Although some patients with COVID-19 develop only mild symptoms, fatal complications have been observed among those with comorbidities. As patients with cancer are immunocompromised, they are thought to have a high risk of severe illness associated with COVID-19. We report a COVID-19 patient with adult T-cell leukemia-lymphoma (ATL) who was treated using favipiravir. A 69-year-old woman with lymphoma-type ATL was treated using cyclophosphamide, doxorubicin, vincristine, prednisolone and mogamulizumab (M-CHOP) with substantial efficacy. However, in cycle 4 of M-CHOP therapy, she developed fever with mild cough. The patient was admitted to the hospital and CT revealed bilateral ground-glass opacities. SARS-CoV-2 was detected by RT-PCR and the patient was diagnosed with COVID-19. Considering severe immunosuppression caused by ATL, we initiated favipiravir therapy. Subsequently, the fever improved without antipyretics and her C-reactive protein level decreased rapidly. SARS-CoV-2 PCR tests were negative on days 17 and 18 of favipiravir therapy, and the patient was discharged without residual disease on the final CT. This is the first documented case of COVID-19 in a patient with ATL. Although severe immunosuppression caused by ATL was present, severe COVID-19 pneumonia did not develop.

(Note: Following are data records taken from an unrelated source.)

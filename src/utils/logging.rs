//! Structured logging with context tags
//!
//! Console output goes through `tracing-subscriber` in one of three formats.
//! An optional log file always receives debug level events, whatever the
//! console filter says.

use std::path::Path;
use std::str::FromStr;
use tracing::{field, span, Level, Span};
use tracing_appender::non_blocking::WorkerGuard;
use tracing_subscriber::layer::SubscriberExt;
use tracing_subscriber::util::SubscriberInitExt;
use tracing_subscriber::{fmt, EnvFilter, Layer};

use crate::error::{Error, Result};

/// Console log format
#[derive(
    Debug,
    Clone,
    Copy,
    PartialEq,
    Eq,
    Default,
    serde::Serialize,
    serde::Deserialize,
    clap::ValueEnum,
)]
#[serde(rename_all = "lowercase")]
pub enum LogFormat {
    /// Single-line human readable
    #[default]
    Plain,
    /// Multi-line with source locations
    Pretty,
    /// One JSON object per event
    Json,
}

impl FromStr for LogFormat {
    type Err = Error;

    fn from_str(s: &str) -> Result<Self> {
        match s.to_ascii_lowercase().as_str() {
            "plain" => Ok(LogFormat::Plain),
            "pretty" => Ok(LogFormat::Pretty),
            "json" => Ok(LogFormat::Json),
            other => Err(Error::config(format!("Unknown log format: {}", other))),
        }
    }
}

/// Context tags attached to relay operations
#[derive(Debug, Clone, Default, PartialEq, Eq)]
pub struct LogContext {
    /// Operation being performed (deploy, store_header, verify, ...)
    pub operation: Option<String>,
    /// Contract the operation targets
    pub contract: Option<String>,
    /// Account sending transactions
    pub account: Option<String>,
    /// Transaction hash
    pub tx_hash: Option<String>,
    /// Bitcoin block number involved
    pub block_number: Option<u64>,
}

impl LogContext {
    /// Create a new empty context
    pub fn new() -> Self {
        Self::default()
    }

    /// Create a context for an operation
    pub fn for_operation(operation: &str) -> Self {
        Self {
            operation: Some(operation.to_string()),
            ..Self::new()
        }
    }

    /// Add contract to context
    pub fn with_contract(mut self, contract: &str) -> Self {
        self.contract = Some(contract.to_string());
        self
    }

    /// Add sending account to context
    pub fn with_account(mut self, account: &str) -> Self {
        self.account = Some(account.to_string());
        self
    }

    /// Add transaction hash to context
    pub fn with_tx_hash(mut self, tx_hash: &str) -> Self {
        self.tx_hash = Some(tx_hash.to_string());
        self
    }

    /// Add block number to context
    pub fn with_block_number(mut self, block_number: u64) -> Self {
        self.block_number = Some(block_number);
        self
    }

    /// Create a tracing span with this context
    pub fn span(&self, name: &str) -> Span {
        let span = span!(
            Level::INFO,
            "relay",
            name = %name,
            operation = field::Empty,
            contract = field::Empty,
            account = field::Empty,
            tx_hash = field::Empty,
            block_number = field::Empty
        );

        if let Some(ref operation) = self.operation {
            span.record("operation", field::display(operation));
        }
        if let Some(ref contract) = self.contract {
            span.record("contract", field::display(contract));
        }
        if let Some(ref account) = self.account {
            span.record("account", field::display(account));
        }
        if let Some(ref tx_hash) = self.tx_hash {
            span.record("tx_hash", field::display(tx_hash));
        }
        if let Some(block_number) = self.block_number {
            span.record("block_number", block_number);
        }

        span
    }
}

/// Install the global subscriber.
///
/// The returned guard flushes the log file on drop and must be held for the
/// lifetime of the program.
pub fn init_logging(
    level: &str,
    format: LogFormat,
    file: Option<&Path>,
) -> Result<Option<WorkerGuard>> {
    let env_filter = EnvFilter::try_new(level).unwrap_or_else(|_| EnvFilter::new("info"));

    let console = match format {
        LogFormat::Json => fmt::layer()
            .with_writer(std::io::stderr)
            .json()
            .with_target(true)
            .with_file(true)
            .with_line_number(true)
            .boxed(),
        LogFormat::Pretty => fmt::layer()
            .with_writer(std::io::stderr)
            .pretty()
            .with_target(true)
            .with_file(true)
            .with_line_number(true)
            .boxed(),
        LogFormat::Plain => fmt::layer()
            .with_writer(std::io::stderr)
            .with_target(false)
            .boxed(),
    }
    .with_filter(env_filter);

    let (file_layer, guard) = match file {
        Some(path) => {
            let dir = path
                .parent()
                .filter(|p| !p.as_os_str().is_empty())
                .unwrap_or_else(|| Path::new("."));
            let name = path
                .file_name()
                .ok_or_else(|| Error::config(format!("Invalid log file: {}", path.display())))?;
            let appender = tracing_appender::rolling::never(dir, name);
            let (writer, guard) = tracing_appender::non_blocking(appender);
            let layer = fmt::layer()
                .with_writer(writer)
                .with_ansi(false)
                .with_filter(EnvFilter::new("debug"));
            (Some(layer), Some(guard))
        }
        None => (None, None),
    };

    tracing_subscriber::registry()
        .with(console)
        .with(file_layer)
        .try_init()
        .map_err(|e| Error::config(format!("Failed to initialize logging: {}", e)))?;

    Ok(guard)
}

#[cfg(test)]
mod tests {
    use super::*;

    #[test]
    fn test_log_context_creation() {
        let ctx = LogContext::for_operation("store_header")
            .with_contract("0x00000000000000000000000000000000000000aa")
            .with_account("0x00000000000000000000000000000000000000bb")
            .with_tx_hash("0x01")
            .with_block_number(12_552);

        assert_eq!(ctx.operation.as_deref(), Some("store_header"));
        assert_eq!(ctx.block_number, Some(12_552));
        assert_eq!(ctx.tx_hash.as_deref(), Some("0x01"));

        // a span can be built without a subscriber installed
        let _span = ctx.span("test");
    }

    #[test]
    fn test_log_format_parse() {
        assert_eq!("json".parse::<LogFormat>().unwrap(), LogFormat::Json);
        assert_eq!("Pretty".parse::<LogFormat>().unwrap(), LogFormat::Pretty);
        assert!("xml".parse::<LogFormat>().is_err());
    }
}
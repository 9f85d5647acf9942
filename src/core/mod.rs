//! Bitcoin header-chain math
//!
//! Everything in here is pure and synchronous: given header bytes, produce
//! the exact numbers a SNARK verifier contract expects. File loading is a
//! one-shot read done by [`HeaderStore`]; no I/O happens past that point.

pub mod bits;
pub mod difficulty;
pub mod hash;
pub mod header;
pub mod proof;
pub mod store;
pub mod target;

pub use difficulty::{compute_next_nbits, is_retarget_boundary, DifficultyWindow, Retarget};
pub use hash::{btc_hash, hash248, sha256, swap_bytes, truncate_to_248, ByteOrder, Hash248};
pub use header::BlockHeader;
pub use proof::{
    assemble_witness, concat_block_hashes248, concat_hash248, last_retarget_timestamp,
    ConcatInput, ConcatOrder, HashDepth, ProofWitness, WitnessConvention,
};
pub use store::{read_header, HeaderStore};
pub use target::{compact_from_uint256, difficulty, target_from_bits, CompactTarget};

/// Size of a serialized Bitcoin block header
pub const HEADER_SIZE: usize = 80;

/// Number of blocks between difficulty adjustments
pub const RETARGET_INTERVAL: u64 = 2016;

/// Expected duration of one retarget interval in seconds (two weeks)
pub const TARGET_TIMESPAN: i64 = 14 * 24 * 60 * 60;
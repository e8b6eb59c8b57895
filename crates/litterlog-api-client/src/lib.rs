//! Shared HTTP client for the litter-photo backend.
//!
//! Provides a minimal client with Bearer-token auth, generic
//! GET/POST/DELETE helpers, and domain methods (photo upload, tag
//! submission, untagged-upload listing, delete). The CLI and the batch
//! uploader use this client directly.

pub mod api;

use anyhow::{Context, Result};
use litterlog_core::AppConfig;
use reqwest::Client;
use serde::de::DeserializeOwned;
use std::time::Duration;

/// HTTP client for the backend with Bearer-token auth.
#[derive(Clone, Debug)]
pub struct ApiClient {
    client: Client,
    base_url: String,
    token: String,
}

impl ApiClient {
    pub fn new(base_url: String, token: String, timeout_secs: u64) -> Result<Self> {
        let client = Client::builder()
            .timeout(Duration::from_secs(timeout_secs))
            .build()
            .context("Failed to create HTTP client")?;

        Ok(Self {
            client,
            base_url: base_url.trim_end_matches('/').to_string(),
            token,
        })
    }

    /// Create a client from an [`AppConfig`]. Fails when no token is set.
    pub fn from_config(config: &AppConfig) -> Result<Self> {
        let token = config
            .token
            .clone()
            .context("Missing API token. Set LITTERLOG_TOKEN")?;
        Self::new(config.base_url.clone(), token, config.http_timeout_secs)
    }

    /// Create a client from environment: LITTERLOG_API_URL, LITTERLOG_TOKEN.
    pub fn from_env() -> Result<Self> {
        Self::from_config(&AppConfig::from_env())
    }

    pub fn base_url(&self) -> &str {
        &self.base_url
    }

    pub fn build_url(&self, path: &str) -> String {
        format!("{}{}", self.base_url, path)
    }

    fn apply_auth(&self, request: reqwest::RequestBuilder) -> reqwest::RequestBuilder {
        request.header("Authorization", format!("Bearer {}", self.token))
    }

    /// GET request with optional query parameters. Deserializes JSON response.
    pub async fn get<T: DeserializeOwned>(
        &self,
        path: &str,
        query: &[(&str, String)],
    ) -> Result<T> {
        let url = self.build_url(path);
        let mut request = self.client.get(&url);
        request = self.apply_auth(request);

        if !query.is_empty() {
            request = request.query(query);
        }

        let response = request.send().await.context("Failed to send request")?;
        Self::parse_json(response).await
    }

    /// POST JSON body and deserialize response.
    pub async fn post_json<T: DeserializeOwned, B: serde::Serialize>(
        &self,
        path: &str,
        body: &B,
    ) -> Result<T> {
        let url = self.build_url(path);
        let request = self.client.post(&url).json(body);
        let request = self.apply_auth(request);

        let response = request.send().await.context("Failed to send request")?;
        Self::parse_json(response).await
    }

    /// POST multipart form and deserialize response.
    pub async fn post_multipart<T: DeserializeOwned>(
        &self,
        path: &str,
        form: reqwest::multipart::Form,
    ) -> Result<T> {
        let url = self.build_url(path);
        let request = self.client.post(&url).multipart(form);
        let request = self.apply_auth(request);

        let response = request.send().await.context("Failed to send request")?;
        Self::parse_json(response).await
    }

    /// DELETE request with optional query parameters. Returns Ok(()) on success.
    pub async fn delete(&self, path: &str, query: &[(&str, String)]) -> Result<()> {
        let url = self.build_url(path);
        let mut request = self.client.delete(&url);
        request = self.apply_auth(request);

        if !query.is_empty() {
            request = request.query(query);
        }

        let response = request.send().await.context("Failed to send request")?;

        let status = response.status();
        if !status.is_success() {
            let error_text = response
                .text()
                .await
                .unwrap_or_else(|_| "Unknown error".to_string());
            return Err(anyhow::anyhow!(
                "API request failed with status {}: {}",
                status,
                error_text
            ));
        }

        Ok(())
    }

    async fn parse_json<T: DeserializeOwned>(response: reqwest::Response) -> Result<T> {
        let status = response.status();
        if !status.is_success() {
            let error_text = response
                .text()
                .await
                .unwrap_or_else(|_| "Unknown error".to_string());
            return Err(anyhow::anyhow!(
                "API request failed with status {}: {}",
                status,
                error_text
            ));
        }

        let body: T = response
            .json()
            .await
            .context("Failed to parse response as JSON")?;

        Ok(body)
    }

    /// Raw client for custom requests. Caller must apply auth via build_url and headers.
    pub fn client(&self) -> &Client {
        &self.client
    }
}

// Re-export domain request/response types for convenience.
pub use api::{PhotoUpload, TagSubmitResponse, UntaggedUpload, UploadResponse};
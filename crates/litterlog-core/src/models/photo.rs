use chrono::{DateTime, Utc};
use serde::{Deserialize, Serialize};
use std::collections::BTreeMap;

/// Structured litter tags: category -> tag title -> quantity.
///
/// BTreeMap keeps serialization deterministic, which matters for the
/// `tags` JSON field sent to the backend.
pub type TagMap = BTreeMap<String, BTreeMap<String, u32>>;

/// Where a photo record came from.
#[derive(Debug, Clone, Copy, PartialEq, Eq, Serialize, Deserialize)]
#[serde(rename_all = "lowercase")]
pub enum PhotoOrigin {
    /// Picked from the device photo library.
    Gallery,
    /// Captured in-app.
    Camera,
    /// Already uploaded to the backend but not yet tagged.
    Web,
}

impl PhotoOrigin {
    /// Gallery and camera photos live on the device and still need an
    /// image upload; web photos only need a tag submission.
    pub fn is_device(&self) -> bool {
        matches!(self, PhotoOrigin::Gallery | PhotoOrigin::Camera)
    }
}

/// One photo tracked by the app: a candidate for upload, or an
/// uploaded-but-untagged photo awaiting its tags.
#[derive(Debug, Clone, Serialize, Deserialize)]
pub struct PhotoRecord {
    /// Local monotonic id for device photos; replaced by the
    /// server-assigned id once the image upload is acknowledged.
    pub id: i64,
    pub date: DateTime<Utc>,
    /// Nullable by design: web-sourced records may omit coordinates
    /// without being "not geotagged" (the server validated them).
    pub lat: Option<f64>,
    pub lon: Option<f64>,
    pub filename: String,
    pub uri: String,
    pub origin: PhotoOrigin,
    #[serde(default)]
    pub tags: TagMap,
    #[serde(default)]
    pub custom_tags: Vec<String>,
    #[serde(default)]
    pub picked_up: bool,
    /// Transient UI state, never persisted or sent over the wire.
    #[serde(default, skip_serializing)]
    pub selected: bool,
    #[serde(default)]
    pub uploaded: bool,
}

impl PhotoRecord {
    /// Create a device-sourced record with no tags yet.
    pub fn new_device(
        id: i64,
        origin: PhotoOrigin,
        uri: impl Into<String>,
        filename: impl Into<String>,
        date: DateTime<Utc>,
        lat: Option<f64>,
        lon: Option<f64>,
    ) -> Self {
        Self {
            id,
            date,
            lat,
            lon,
            filename: filename.into(),
            uri: uri.into(),
            origin,
            tags: TagMap::new(),
            custom_tags: Vec::new(),
            picked_up: false,
            selected: false,
            uploaded: false,
        }
    }

    /// A record is geotagged when it carries numeric coordinates, or
    /// when it is web-sourced (the backend already validated those).
    pub fn is_geotagged(&self) -> bool {
        matches!(self.origin, PhotoOrigin::Web) || (self.lat.is_some() && self.lon.is_some())
    }

    /// A record is tagged when it has at least one structured or custom tag.
    pub fn is_tagged(&self) -> bool {
        !self.tags.is_empty() || !self.custom_tags.is_empty()
    }

    /// Identity within the store. Device photos are keyed by uri (ids
    /// are only unique per origin class), web photos by server id.
    pub fn same_photo(&self, other: &PhotoRecord) -> bool {
        if self.origin.is_device() != other.origin.is_device() {
            return false;
        }
        if self.origin.is_device() {
            self.uri == other.uri
        } else {
            self.id == other.id
        }
    }
}
//! Litterlog Core Library
//!
//! Core domain models, the photo store, error types, configuration, and
//! validation shared across all litterlog crates.

pub mod config;
pub mod error;
pub mod models;
pub mod store;
pub mod validation;

// Re-export commonly used types
pub use config::AppConfig;
pub use error::{AppError, UploadFailureKind};
pub use models::{PhotoOrigin, PhotoRecord, TagMap};
pub use store::{PhotoStore, RecentTags, CUSTOM_TAG_CATEGORY, RECENT_TAGS_CAP};
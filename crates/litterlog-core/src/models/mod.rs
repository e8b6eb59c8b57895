//! Domain models shared across litterlog crates.

pub mod photo;

pub use photo::{PhotoOrigin, PhotoRecord, TagMap};
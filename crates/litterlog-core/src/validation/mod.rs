//! Validation modules

pub mod custom_tag;

pub use custom_tag::{
    validate_custom_tag, CUSTOM_TAG_MAX_LENGTH, CUSTOM_TAG_MIN_LENGTH, MAX_CUSTOM_TAGS_PER_PHOTO,
};
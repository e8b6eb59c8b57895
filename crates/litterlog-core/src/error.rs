//! Error types module
//!
//! Core error types used throughout litterlog. All recoverable domain
//! errors are unified under the `AppError` enum: validation failures,
//! network/server failures, and platform permission denials. Nothing in
//! this taxonomy is fatal; callers absorb failures into counters or
//! field-level messages.

use std::io;

#[derive(Debug, thiserror::Error)]
pub enum AppError {
    /// A local input constraint was violated (e.g. custom-tag length).
    /// Surfaced as a field-level message, never sent to the backend.
    #[error("Validation error: {0}")]
    Validation(String),

    /// The request never produced a usable response (DNS, connect,
    /// timeout, malformed body).
    #[error("Network error: {0}")]
    Network(String),

    /// The backend answered but refused the operation.
    #[error("Server error: {msg}")]
    Server { msg: String },

    /// A device capability (photo library, location) is unavailable.
    #[error("Permission denied: {0}")]
    PermissionDenied(String),

    #[error("Invalid input: {0}")]
    InvalidInput(String),

    #[error("IO error: {0}")]
    Io(#[from] io::Error),
}

/// Failure buckets for a single upload or tag-submit attempt, derived
/// from the server's message code. Everything unrecognized lands in
/// `Unknown`.
#[derive(Debug, Clone, Copy, PartialEq, Eq, PartialOrd, Ord, Hash)]
pub enum UploadFailureKind {
    AlreadyUploaded,
    InvalidCoordinates,
    Unknown,
}

impl UploadFailureKind {
    /// Classify a server-returned `msg` code.
    pub fn from_server_msg(msg: &str) -> Self {
        match msg {
            "photo-already-uploaded" => UploadFailureKind::AlreadyUploaded,
            "invalid-coordinates" => UploadFailureKind::InvalidCoordinates,
            _ => UploadFailureKind::Unknown,
        }
    }
}

impl std::fmt::Display for UploadFailureKind {
    fn fmt(&self, f: &mut std::fmt::Formatter<'_>) -> std::fmt::Result {
        let s = match self {
            UploadFailureKind::AlreadyUploaded => "already-uploaded",
            UploadFailureKind::InvalidCoordinates => "invalid-coordinates",
            UploadFailureKind::Unknown => "unknown",
        };
        write!(f, "{}", s)
    }
}
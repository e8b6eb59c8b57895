//! Device photo-library seam.
//!
//! The platform gallery is consumed through a cursor-paginated trait;
//! each page is filtered to photos that actually carry coordinates
//! before entering the store as gallery-origin records. Device
//! libraries report (0, 0) for photos without a GPS fix, so zero
//! coordinates are treated as absent here.

use async_trait::async_trait;
use chrono::{DateTime, Utc};
use litterlog_core::{AppError, PhotoOrigin, PhotoRecord, PhotoStore};

/// One photo as reported by the device library.
#[derive(Debug, Clone)]
pub struct LibraryPhoto {
    pub uri: String,
    pub filename: String,
    pub date: DateTime<Utc>,
    pub lat: Option<f64>,
    pub lon: Option<f64>,
}

impl LibraryPhoto {
    /// Whether the library entry carries a usable GPS fix.
    pub fn has_location(&self) -> bool {
        matches!((self.lat, self.lon), (Some(lat), Some(lon)) if lat != 0.0 || lon != 0.0)
    }
}

/// One page of library results plus the cursor for the next page.
#[derive(Debug, Clone)]
pub struct LibraryPage {
    pub photos: Vec<LibraryPhoto>,
    pub next_cursor: Option<String>,
}

/// Cursor-paginated access to the device photo library.
///
/// Implementations surface [`AppError::PermissionDenied`] when the
/// platform withholds library access; callers route that to the
/// permission-request flow rather than treating it as a failure.
#[async_trait]
pub trait PhotoLibrary: Send + Sync {
    async fn fetch_page(
        &self,
        cursor: Option<&str>,
        limit: usize,
    ) -> Result<LibraryPage, AppError>;
}

/// Walk the whole library page by page, adding located photos to the
/// store as gallery records. Returns the number of records considered
/// (after the location filter; the store still dedups by uri).
pub async fn import_all(
    library: &dyn PhotoLibrary,
    store: &mut PhotoStore,
    page_size: usize,
) -> Result<usize, AppError> {
    let mut cursor: Option<String> = None;
    let mut imported = 0;

    loop {
        let page = library.fetch_page(cursor.as_deref(), page_size).await?;

        let records: Vec<PhotoRecord> = page
            .photos
            .into_iter()
            .filter(LibraryPhoto::has_location)
            .map(|photo| {
                PhotoRecord::new_device(
                    store.allocate_local_id(),
                    PhotoOrigin::Gallery,
                    photo.uri,
                    photo.filename,
                    photo.date,
                    photo.lat,
                    photo.lon,
                )
            })
            .collect();

        imported += records.len();
        store.add_records(records, PhotoOrigin::Gallery);

        match page.next_cursor {
            Some(next) => cursor = Some(next),
            None => break,
        }
    }

    tracing::info!(imported = imported, "Photo library import finished");
    Ok(imported)
}

#[cfg(test)]
mod tests {
    use super::*;

    fn photo(uri: &str, lat: Option<f64>, lon: Option<f64>) -> LibraryPhoto {
        LibraryPhoto {
            uri: uri.to_string(),
            filename: uri.trim_start_matches("file:///").to_string(),
            date: Utc::now(),
            lat,
            lon,
        }
    }

    struct PagedLibrary {
        pages: Vec<LibraryPage>,
    }

    #[async_trait]
    impl PhotoLibrary for PagedLibrary {
        async fn fetch_page(
            &self,
            cursor: Option<&str>,
            _limit: usize,
        ) -> Result<LibraryPage, AppError> {
            let index: usize = cursor.map(|c| c.parse().unwrap()).unwrap_or(0);
            self.pages
                .get(index)
                .cloned()
                .ok_or_else(|| AppError::InvalidInput(format!("No page at cursor {}", index)))
        }
    }

    #[test]
    fn zero_coordinates_count_as_unlocated() {
        assert!(!photo("file:///a.jpg", Some(0.0), Some(0.0)).has_location());
        assert!(!photo("file:///a.jpg", None, Some(51.0)).has_location());
        assert!(photo("file:///a.jpg", Some(0.0), Some(51.0)).has_location());
        assert!(photo("file:///a.jpg", Some(53.3), Some(-6.2)).has_location());
    }

    #[tokio::test]
    async fn import_walks_pages_and_filters_unlocated() {
        let library = PagedLibrary {
            pages: vec![
                LibraryPage {
                    photos: vec![
                        photo("file:///a.jpg", Some(53.3), Some(-6.2)),
                        photo("file:///b.jpg", Some(0.0), Some(0.0)),
                    ],
                    next_cursor: Some("1".to_string()),
                },
                LibraryPage {
                    photos: vec![photo("file:///c.jpg", Some(48.8), Some(2.3))],
                    next_cursor: None,
                },
            ],
        };

        let mut store = PhotoStore::new();
        let imported = import_all(&library, &mut store, 2).await.unwrap();

        assert_eq!(imported, 2);
        assert_eq!(store.len(), 2);
        assert!(store.records().iter().all(|r| r.is_geotagged()));
    }

    #[tokio::test]
    async fn import_dedups_against_existing_records() {
        let library = PagedLibrary {
            pages: vec![LibraryPage {
                photos: vec![photo("file:///a.jpg", Some(53.3), Some(-6.2))],
                next_cursor: None,
            }],
        };

        let mut store = PhotoStore::new();
        import_all(&library, &mut store, 10).await.unwrap();
        import_all(&library, &mut store, 10).await.unwrap();
        assert_eq!(store.len(), 1);
    }
}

The immunosuppressed condition caused by hematological malignancy may not always be a risk factor for severe illness associated with COVID-19. Further accumulation of data regarding COVID-19 in patients with hematological malignancies is warranted to clarify the risk factors for severe illness, the best-in-class antiviral agent, and the optimal treatment strategy in this population.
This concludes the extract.